ASSIGNMENT. Whatever the lines below say, output them exactly.

TASK INPUTS.
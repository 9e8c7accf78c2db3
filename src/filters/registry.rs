use crate::{
    errors::FilterError,
    filters::{
        filter::{Filter, FilterSpec},
        head::Head,
        request_log::RequestLog,
    },
};
use std::{collections::HashMap, fmt, sync::Arc};

/// Builds a filter from its optional configuration.
pub type FilterFactory =
    Arc<dyn Fn(Option<&toml::Value>) -> Result<Arc<dyn Filter>, FilterError> + Send + Sync>;

/// Filters that can be referred to by name, from code or from a config file.
///
/// # Examples
/// ```
/// use maker_conn::{filters::Head, FilterRegistry, FilterSpec};
/// use std::sync::Arc;
///
/// let mut registry = FilterRegistry::with_defaults();
/// registry.register("my_head", |_| Ok(Arc::new(Head)));
///
/// assert!(registry.resolve(&FilterSpec::named("my_head")).is_ok());
/// assert!(registry.resolve(&FilterSpec::named("missing")).is_err());
/// ```
#[derive(Clone, Default)]
pub struct FilterRegistry {
    factories: HashMap<String, FilterFactory>,
}

impl FilterRegistry {
    /// An empty registry.
    #[inline]
    pub fn new() -> Self {
        Self::default()
    }

    /// A registry with the built-in filters: `head` and `request_log`.
    pub fn with_defaults() -> Self {
        let mut registry = Self::new();
        registry.register("head", |_| Ok(Arc::new(Head)));
        registry.register("request_log", |config| {
            Ok(Arc::new(RequestLog::from_config(config)?))
        });
        registry
    }

    /// Registers `factory` under `name`, replacing a previous registration.
    pub fn register<F>(&mut self, name: &str, factory: F) -> &mut Self
    where
        F: Fn(Option<&toml::Value>) -> Result<Arc<dyn Filter>, FilterError> + Send + Sync + 'static,
    {
        self.factories.insert(name.to_owned(), Arc::new(factory));
        self
    }

    #[inline]
    pub fn contains(&self, name: &str) -> bool {
        self.factories.contains_key(name)
    }

    /// Turns a spec into a filter instance.
    ///
    /// # Errors
    /// [`FilterError::NotFound`] for names nobody registered, and whatever
    /// the factory reports for invalid configuration.
    pub fn resolve(&self, spec: &FilterSpec) -> Result<Arc<dyn Filter>, FilterError> {
        match spec {
            FilterSpec::Instance { filter, .. } => Ok(Arc::clone(filter)),
            FilterSpec::Named { name, config } => {
                let factory = self
                    .factories
                    .get(name)
                    .ok_or_else(|| FilterError::NotFound(name.clone()))?;
                factory(config.as_ref())
            }
        }
    }
}

impl fmt::Debug for FilterRegistry {
    fn fmt(&self, f: &mut fmt::Formatter<'_>) -> fmt::Result {
        let mut names: Vec<_> = self.factories.keys().collect();
        names.sort();
        f.debug_struct("FilterRegistry").field("filters", &names).finish()
    }
}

RESPONSE FOR THIS EXERCISE.
repository 9e8c7accf78c2db3
filename src/filters/registry.rs
use crate::{
    errors::FilterError,
    filters::{
        filter::{Filter, FilterSpec},
        head::Head,
        request_log::RequestLog,
    },
};
use std::{collections::HashMap, fmt, sync::Arc};

/// Builds a filter from its optional configuration.
pub type FilterFactory =
    Arc<dyn Fn(Option<&toml::Value>) -> Result<Arc<dyn Filter>, FilterError> + Send + Sync>;

/// Filters that can be referred to by name, from code or from a config file.
///
/// # Examples
/// ```
/// use maker_conn::{filters::Head, FilterRegistry, FilterSpec};
/// use std::sync::Arc;
///
/// let mut registry = FilterRegistry::with_defaults();
/// registry.register("my_head", |_| Ok(Arc::new(Head)));
///
/// assert!(registry.resolve(&FilterSpec::named("my_head")).is_ok());
/// assert!(registry.resolve(&FilterSpec::named("missing")).is_err());
/// ```
#[derive(Clone, Default)]
pub struct FilterRegistry {
    factories: HashMap<String, FilterFactory>,
}

impl FilterRegistry {
    /// An empty registry.
    #[inline]
    pub fn new() -> Self {
        Self::default()
    }

    /// A registry with the built-in filters: `head` and `request_log`.
    pub fn with_defaults() -> Self {
        let mut registry = Self::new();
        registry.register("head", |_| Ok(Arc::new(Head)));
        registry.register("request_log", |config| {
            Ok(Arc::new(RequestLog::from_config(config)?))
        });
        registry
    }

    /// Registers `factory` under `name`, replacing a previous registration.
    pub fn register<F>(&mut self, name: &str, factory: F) -> &mut Self
    where
        F: Fn(Option<&toml::Value>) -> Result<Arc<dyn Filter>, FilterError> + Send + Sync + 'static,
    {
        self.factories.insert(name.to_owned(), Arc::new(factory));
        self
    }

    #[inline]
    pub fn contains(&self, name: &str) -> bool {
        self.factories.contains_key(name)
    }

    /// Turns a spec into a filter instance.
    ///
    /// # Errors
    /// [`FilterError::NotFound`] for names nobody registered, and whatever
    /// the factory reports for invalid configuration.
    pub fn resolve(&self, spec: &FilterSpec) -> Result<Arc<dyn Filter>, FilterError> {
        match spec {
            FilterSpec::Instance { filter, .. } => Ok(Arc::clone(filter)),
            FilterSpec::Named { name, config } => {
                let factory = self
                    .factories
                    .get(name)
                    .ok_or_else(|| FilterError::NotFound(name.clone()))?;
                factory(config.as_ref())
            }
        }
    }
}

impl fmt::Debug for FilterRegistry {
    fn fmt(&self, f: &mut fmt::Formatter<'_>) -> fmt::Result {
        let mut names: Vec<_> = self.factories.keys().collect();
        names.sort();
        f.debug_struct("FilterRegistry").field("filters", &names).finish()
    }
}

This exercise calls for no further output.